20 years under Putin: a timeline

On January 30, following the release of the U.S. Treasury’s “Kremlin report,” the Harriman Institute (Columbia University) held a discussion on a timely book titled The Art of Sanctions with the author Richard Nephew and former Coordinator for Sanctions Policy Daniel Fried, who discussed U.S. sanctions and the Treasury’s “Kremlin report.”


The Art of Sanctions, a book by Richard Nephew. Photo: Twitter.

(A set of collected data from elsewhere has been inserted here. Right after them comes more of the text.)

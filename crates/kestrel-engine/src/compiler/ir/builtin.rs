//! Builtin runtime hooks the compiler lowers to
//!
//! The backend resolves these by name against the runtime's builtin table.
//! The table is versioned; adding or reordering entries bumps the version.

use once_cell::sync::Lazy;
use rustc_hash::FxHashMap;
use std::fmt;

/// Version of the builtin table layout shared with the runtime
pub const BUILTIN_TABLE_VERSION: u32 = 2;

#[derive(Debug, Clone, Copy, PartialEq, Eq, Hash)]
pub enum BuiltinMethod {
    /// arraySpread(target, iterable, nextIndex) -> nextIndex
    ArraySpread,
    /// apply(callee, argsArray, this) -> result; without `this` it constructs
    Apply,
    /// copyDataProperties(target, source) -> target
    CopyDataProperties,
    /// silentSetPrototypeOf(object, proto)
    SilentSetPrototypeOf,
    /// getMethod(object, name) -> callable or undefined, TypeError otherwise
    GetMethod,
    /// generatorSetDelegated(): marks the running generator as delegating
    GeneratorSetDelegated,
    /// concat(strings...) -> string
    Concat,
    /// getTemplateObject(siteId, sameCooked, raw..., cooked...) -> frozen array;
    /// the cooked strings are omitted when `sameCooked` is true
    GetTemplateObject,
    /// The global `eval` function
    Eval,
    /// getIterator(iterable) -> iterator with a `next` method
    GetIterator,
}

impl BuiltinMethod {
    pub const ALL: [BuiltinMethod; 10] = [
        BuiltinMethod::ArraySpread,
        BuiltinMethod::Apply,
        BuiltinMethod::CopyDataProperties,
        BuiltinMethod::SilentSetPrototypeOf,
        BuiltinMethod::GetMethod,
        BuiltinMethod::GeneratorSetDelegated,
        BuiltinMethod::Concat,
        BuiltinMethod::GetTemplateObject,
        BuiltinMethod::Eval,
        BuiltinMethod::GetIterator,
    ];

    pub fn name(self) -> &'static str {
        match self {
            BuiltinMethod::ArraySpread => "arraySpread",
            BuiltinMethod::Apply => "apply",
            BuiltinMethod::CopyDataProperties => "copyDataProperties",
            BuiltinMethod::SilentSetPrototypeOf => "silentSetPrototypeOf",
            BuiltinMethod::GetMethod => "getMethod",
            BuiltinMethod::GeneratorSetDelegated => "generatorSetDelegated",
            BuiltinMethod::Concat => "concat",
            BuiltinMethod::GetTemplateObject => "getTemplateObject",
            BuiltinMethod::Eval => "eval",
            BuiltinMethod::GetIterator => "getIterator",
        }
    }

    /// Stable index into the builtin table
    pub fn index(self) -> u32 {
        self as u32
    }

    /// Look up a builtin by its symbolic name
    pub fn from_name(name: &str) -> Option<BuiltinMethod> {
        BUILTINS_BY_NAME.get(name).copied()
    }
}

static BUILTINS_BY_NAME: Lazy<FxHashMap<&'static str, BuiltinMethod>> = Lazy::new(|| {
    BuiltinMethod::ALL
        .iter()
        .map(|&builtin| (builtin.name(), builtin))
        .collect()
});

impl fmt::Display for BuiltinMethod {
    fn fmt(&self, f: &mut fmt::Formatter<'_>) -> fmt::Result {
        write!(f, "{}", self.name())
    }
}

#[cfg(test)]
mod tests {
    use super::*;

    #[test]
    fn test_lookup_by_name() {
        for builtin in BuiltinMethod::ALL {
            assert_eq!(BuiltinMethod::from_name(builtin.name()), Some(builtin));
        }
        assert_eq!(BuiltinMethod::from_name("nope"), None);
    }

    #[test]
    fn test_indices_are_dense() {
        for (i, builtin) in BuiltinMethod::ALL.iter().enumerate() {
            assert_eq!(builtin.index() as usize, i);
        }
    }
}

Senior research fellow at the Center for Global Energy Policy at Columbia University, in 2013-2015 Richard Nephew worked with Ambassador Fried as Principal Deputy Coordinator for Sanctions and was directly involved in designing sanction policies against Iran, North Korea, and Russia. In his book Nephew summarizes his experience and offers conceptual and practical approaches to sanctions as a tool of U.S. foreign policy. In the light of the release of the Kremlin report, many talking points of his book appear closely intertwined with the current reality of the sanctions policies against Putin’s Russia.

The key idea of the sanctions policy, according to Nephew, is “causing pain.” But at the same time, sanctions should not just cause pain or damage to the adversary, but focus on furthering the goals and objectives of U.S. foreign policy (e.g. force Iran to end its nuclear program or make Russia withdraw from Donbass). Other levels of the sanctions framework include: a clear understanding of what the target of the sanctions is, what its motivations are, what drives it; accounting for psychological factors (e.g. the ability to resist sanctions); constantly monitoring and calibrating sanctions; having a clear idea of the terms and conditions required for the sanctions to be lifted and the ability to convey this vision to the target. If these principles are not met, sanctions may end up overreaching or underreaching, which in both cases signify their inefficiency.

According to Daniel Fried, Nephew’s book can serve as a practical guide for those who strive to understand how the U.S. sanctions work and how to make this policy instrument more efficient. Based on the framework suggested by The Art of Sanctions, Fried evaluated the efficiency of the U.S. sanctions imposed on Russia after its annexation of Crimea and intervention in Eastern Ukraine. Ambassador Fried concluded that these sanctions achieved two goals out of three: making the Kremlin drop the Novorossia project, and forcing it to agree to negotiate within the Minsk Accords format. However, they failed to make Russia withdraw from Donbass.

Fried argued that the sanctions policies played a crucial part in preventing the Kremlin from further incursion into Ukraine. He emphasized the point that if the West hadn’t coordinated its sanctions policies and taken a unified stance on the Kremlin’s aggression, Putin would have read it as weakness and would have continued with his foreign policy gamble.

Still, Fried contended that, ultimately, U.S. sanctions against Russia underreached. The Obama administration was too restrained and slow to react to the Kremlin’s threats (which is largely explained by the need to coordinate sanctions with its European partners), while the Trump administration seems unwilling to address the Russia issue at all. As a result, the momentum has been lost, and the Russian economy managed to adapt to the sanctions regime. 

As for the Kremlin report released by the U.S. Treasury, Fried argued that it sent the wrong message to both the Kremlin and the EU. It is likely to be perceived by Putin as weakness, which may have negative consequences for all.

In his remarks on the report, Nephew added that, based on his personal experience in the Sanctions Policy Office, it is possible to assume that the Treasury analysts could have done extensive analysis and prepared a serious report, which may have become the classified part. But for some reason, the Trump administration decided to make the unclassified section look like a list from Forbes Russia.

Answering a question from the audience regarding which measures could really deter Russia, Fried said that one needs to go after the Kremlin’s “dark money,” investigate the funding of “troll factories,” investigate Russian-owned real estate in London, New York, Miami. Fried reminded his listeners that the Magnitsky Act and the Panama Papers had hurt Putin the most, which means that investigating his closest friends and “follow[ing] the money” is the way forward. Another measure is combating Russian cyber operations: Fried called the ban on Russian software produced by Kaspersky Lab a successful example. Finally, he suggested that those in the Trump administration dealing with the sanctions policy should be in constant contact with America’s European partners, and should be going to Brussels, Paris, Madrid, and other places affected by the Kremlin’s interference. “If I had my old job, I’d be living in Europe right now,” noted Fried.


* The State Department’s Sanctions Policy Office was shut down in October 2017.